• [Your goal] Among the entries below, find every line that contains the string "ListenerHandle", then copy it.

• [Collected data entries]
——
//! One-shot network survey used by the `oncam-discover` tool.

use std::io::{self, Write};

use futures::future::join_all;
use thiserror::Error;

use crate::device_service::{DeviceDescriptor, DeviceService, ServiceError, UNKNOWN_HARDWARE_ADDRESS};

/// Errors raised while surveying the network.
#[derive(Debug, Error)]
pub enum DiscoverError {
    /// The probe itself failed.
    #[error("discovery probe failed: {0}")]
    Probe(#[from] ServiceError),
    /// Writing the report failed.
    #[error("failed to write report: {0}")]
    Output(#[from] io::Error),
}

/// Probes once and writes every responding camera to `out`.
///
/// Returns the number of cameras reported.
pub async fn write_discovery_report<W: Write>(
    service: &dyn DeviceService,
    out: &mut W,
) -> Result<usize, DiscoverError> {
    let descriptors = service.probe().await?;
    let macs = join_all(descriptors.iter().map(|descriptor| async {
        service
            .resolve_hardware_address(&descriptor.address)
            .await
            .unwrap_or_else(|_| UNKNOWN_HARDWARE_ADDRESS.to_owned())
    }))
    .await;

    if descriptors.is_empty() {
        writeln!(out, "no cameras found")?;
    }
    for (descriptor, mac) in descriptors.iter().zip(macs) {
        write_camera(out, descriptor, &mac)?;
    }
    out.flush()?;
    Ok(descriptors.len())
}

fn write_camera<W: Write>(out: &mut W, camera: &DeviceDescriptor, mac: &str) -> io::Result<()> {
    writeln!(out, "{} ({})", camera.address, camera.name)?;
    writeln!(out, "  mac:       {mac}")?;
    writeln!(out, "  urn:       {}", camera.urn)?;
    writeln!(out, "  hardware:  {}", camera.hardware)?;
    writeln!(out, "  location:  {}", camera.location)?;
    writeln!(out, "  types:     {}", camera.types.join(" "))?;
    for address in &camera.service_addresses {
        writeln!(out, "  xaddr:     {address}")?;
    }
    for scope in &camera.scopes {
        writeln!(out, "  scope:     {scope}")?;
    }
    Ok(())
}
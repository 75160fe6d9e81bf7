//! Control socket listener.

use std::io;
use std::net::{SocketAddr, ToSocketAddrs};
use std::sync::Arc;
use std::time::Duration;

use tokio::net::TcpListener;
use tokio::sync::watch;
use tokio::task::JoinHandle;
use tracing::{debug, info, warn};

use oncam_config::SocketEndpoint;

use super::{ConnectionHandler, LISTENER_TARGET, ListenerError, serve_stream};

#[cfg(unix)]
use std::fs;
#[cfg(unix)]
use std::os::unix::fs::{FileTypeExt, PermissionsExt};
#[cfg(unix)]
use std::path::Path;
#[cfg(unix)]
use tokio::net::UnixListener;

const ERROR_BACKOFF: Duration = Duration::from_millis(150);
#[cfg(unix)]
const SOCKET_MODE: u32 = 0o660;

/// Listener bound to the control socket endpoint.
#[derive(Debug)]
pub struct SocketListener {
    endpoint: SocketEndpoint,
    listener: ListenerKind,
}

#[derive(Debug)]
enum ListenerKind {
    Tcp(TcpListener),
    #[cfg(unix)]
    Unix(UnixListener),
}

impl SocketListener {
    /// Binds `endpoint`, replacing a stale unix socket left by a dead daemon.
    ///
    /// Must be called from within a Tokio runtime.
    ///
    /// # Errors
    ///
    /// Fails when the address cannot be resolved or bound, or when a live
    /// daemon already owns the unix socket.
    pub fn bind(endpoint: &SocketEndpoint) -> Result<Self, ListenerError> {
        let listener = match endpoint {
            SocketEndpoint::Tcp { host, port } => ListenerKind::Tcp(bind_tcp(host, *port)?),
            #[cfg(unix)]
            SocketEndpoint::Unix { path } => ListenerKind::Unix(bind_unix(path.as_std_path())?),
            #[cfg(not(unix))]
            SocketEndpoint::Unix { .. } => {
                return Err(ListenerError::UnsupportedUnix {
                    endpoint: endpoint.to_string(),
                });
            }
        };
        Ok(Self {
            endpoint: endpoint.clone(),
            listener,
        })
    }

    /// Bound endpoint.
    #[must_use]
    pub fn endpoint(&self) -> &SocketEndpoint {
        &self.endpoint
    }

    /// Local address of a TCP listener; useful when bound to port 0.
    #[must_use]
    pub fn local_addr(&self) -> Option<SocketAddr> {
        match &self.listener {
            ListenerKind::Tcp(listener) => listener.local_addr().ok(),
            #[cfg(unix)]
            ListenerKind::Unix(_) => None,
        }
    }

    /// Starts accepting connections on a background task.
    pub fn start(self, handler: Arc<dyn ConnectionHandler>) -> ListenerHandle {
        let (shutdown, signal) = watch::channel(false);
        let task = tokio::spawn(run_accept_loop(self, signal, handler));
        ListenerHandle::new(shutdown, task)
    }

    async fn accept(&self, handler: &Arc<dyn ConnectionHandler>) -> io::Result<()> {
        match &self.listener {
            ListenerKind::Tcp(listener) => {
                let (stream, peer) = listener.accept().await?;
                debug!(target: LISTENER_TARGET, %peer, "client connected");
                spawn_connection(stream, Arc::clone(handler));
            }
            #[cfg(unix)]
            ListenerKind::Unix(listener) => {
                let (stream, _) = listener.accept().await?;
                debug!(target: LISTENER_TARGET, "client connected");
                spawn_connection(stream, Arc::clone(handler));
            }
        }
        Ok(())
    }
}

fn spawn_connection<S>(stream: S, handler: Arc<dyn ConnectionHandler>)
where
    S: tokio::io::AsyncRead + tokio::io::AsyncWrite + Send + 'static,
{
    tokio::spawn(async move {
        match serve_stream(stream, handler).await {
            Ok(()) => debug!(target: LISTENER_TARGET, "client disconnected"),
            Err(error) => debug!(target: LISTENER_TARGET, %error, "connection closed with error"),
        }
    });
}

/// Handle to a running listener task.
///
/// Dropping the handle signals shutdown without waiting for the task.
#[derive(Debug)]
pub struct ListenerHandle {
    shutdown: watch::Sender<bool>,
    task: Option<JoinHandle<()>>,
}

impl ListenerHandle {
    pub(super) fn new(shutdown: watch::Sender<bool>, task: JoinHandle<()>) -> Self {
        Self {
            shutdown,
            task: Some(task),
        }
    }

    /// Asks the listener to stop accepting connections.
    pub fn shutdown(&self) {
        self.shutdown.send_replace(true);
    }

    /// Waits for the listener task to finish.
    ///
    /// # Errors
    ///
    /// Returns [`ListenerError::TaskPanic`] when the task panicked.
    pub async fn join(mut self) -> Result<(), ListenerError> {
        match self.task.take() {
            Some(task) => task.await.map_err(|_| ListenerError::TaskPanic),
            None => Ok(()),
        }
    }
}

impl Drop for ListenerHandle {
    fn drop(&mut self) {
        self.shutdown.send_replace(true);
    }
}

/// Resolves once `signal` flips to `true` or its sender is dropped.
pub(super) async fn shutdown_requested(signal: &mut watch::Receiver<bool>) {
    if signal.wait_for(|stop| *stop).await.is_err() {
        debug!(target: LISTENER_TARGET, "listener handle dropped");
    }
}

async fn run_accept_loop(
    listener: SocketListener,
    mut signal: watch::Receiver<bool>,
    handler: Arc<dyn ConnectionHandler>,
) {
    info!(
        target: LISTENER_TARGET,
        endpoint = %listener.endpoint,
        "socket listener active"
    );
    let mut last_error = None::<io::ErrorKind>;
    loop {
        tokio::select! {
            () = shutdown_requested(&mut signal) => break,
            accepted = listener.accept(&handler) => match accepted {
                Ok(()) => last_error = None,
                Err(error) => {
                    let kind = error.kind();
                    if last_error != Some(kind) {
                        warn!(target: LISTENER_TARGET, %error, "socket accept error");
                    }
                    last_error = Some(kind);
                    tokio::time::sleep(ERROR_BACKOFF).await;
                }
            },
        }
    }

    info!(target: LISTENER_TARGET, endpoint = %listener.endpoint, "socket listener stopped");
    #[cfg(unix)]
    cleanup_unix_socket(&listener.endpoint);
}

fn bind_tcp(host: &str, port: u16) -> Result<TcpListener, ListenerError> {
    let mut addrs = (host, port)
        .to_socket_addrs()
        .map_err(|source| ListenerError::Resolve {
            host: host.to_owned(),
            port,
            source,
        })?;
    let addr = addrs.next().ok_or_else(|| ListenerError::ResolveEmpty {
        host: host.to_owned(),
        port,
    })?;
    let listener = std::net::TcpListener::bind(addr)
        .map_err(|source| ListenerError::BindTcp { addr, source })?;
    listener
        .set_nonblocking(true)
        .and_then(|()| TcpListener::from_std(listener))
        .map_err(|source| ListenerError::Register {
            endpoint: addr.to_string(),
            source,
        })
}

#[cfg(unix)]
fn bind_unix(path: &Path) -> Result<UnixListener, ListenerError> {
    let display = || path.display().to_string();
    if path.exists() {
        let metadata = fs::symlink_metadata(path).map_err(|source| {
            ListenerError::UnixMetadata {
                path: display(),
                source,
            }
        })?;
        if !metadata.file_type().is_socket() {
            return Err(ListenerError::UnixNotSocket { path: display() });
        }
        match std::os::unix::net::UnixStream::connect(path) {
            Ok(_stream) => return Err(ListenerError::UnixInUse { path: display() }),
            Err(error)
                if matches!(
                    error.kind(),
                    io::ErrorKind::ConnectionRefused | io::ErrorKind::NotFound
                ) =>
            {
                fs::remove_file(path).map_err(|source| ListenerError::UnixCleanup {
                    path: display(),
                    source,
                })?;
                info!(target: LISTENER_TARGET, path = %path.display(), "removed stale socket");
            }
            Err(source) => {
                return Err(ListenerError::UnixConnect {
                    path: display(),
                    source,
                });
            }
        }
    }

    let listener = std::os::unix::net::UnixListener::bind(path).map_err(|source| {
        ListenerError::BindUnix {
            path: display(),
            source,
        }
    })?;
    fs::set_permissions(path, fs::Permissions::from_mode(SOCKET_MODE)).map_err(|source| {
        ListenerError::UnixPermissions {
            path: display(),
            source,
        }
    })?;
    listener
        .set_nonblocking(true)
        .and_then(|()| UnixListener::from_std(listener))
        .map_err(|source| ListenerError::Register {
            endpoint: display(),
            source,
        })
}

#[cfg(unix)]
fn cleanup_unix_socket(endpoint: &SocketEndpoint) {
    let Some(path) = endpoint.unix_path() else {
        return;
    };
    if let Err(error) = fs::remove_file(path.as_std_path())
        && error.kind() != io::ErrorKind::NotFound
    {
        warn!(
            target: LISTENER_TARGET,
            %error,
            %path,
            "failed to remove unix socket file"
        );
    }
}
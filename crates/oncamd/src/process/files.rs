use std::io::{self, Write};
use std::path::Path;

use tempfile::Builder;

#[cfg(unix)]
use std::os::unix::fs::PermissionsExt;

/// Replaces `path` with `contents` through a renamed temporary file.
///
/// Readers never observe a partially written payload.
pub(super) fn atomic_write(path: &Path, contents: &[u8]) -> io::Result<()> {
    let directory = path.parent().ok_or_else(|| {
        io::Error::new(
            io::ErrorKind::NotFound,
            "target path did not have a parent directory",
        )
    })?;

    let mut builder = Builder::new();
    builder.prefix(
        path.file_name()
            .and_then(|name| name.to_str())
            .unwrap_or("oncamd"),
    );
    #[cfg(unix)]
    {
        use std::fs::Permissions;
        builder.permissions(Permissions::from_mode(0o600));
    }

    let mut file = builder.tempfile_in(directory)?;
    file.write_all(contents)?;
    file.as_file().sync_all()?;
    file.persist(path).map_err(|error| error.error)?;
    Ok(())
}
——
• [Solved exercise]
    pub fn start(self, handler: Arc<dyn ConnectionHandler>) -> ListenerHandle {
        ListenerHandle::new(shutdown, task)
pub struct ListenerHandle {
impl ListenerHandle {
impl Drop for ListenerHandle {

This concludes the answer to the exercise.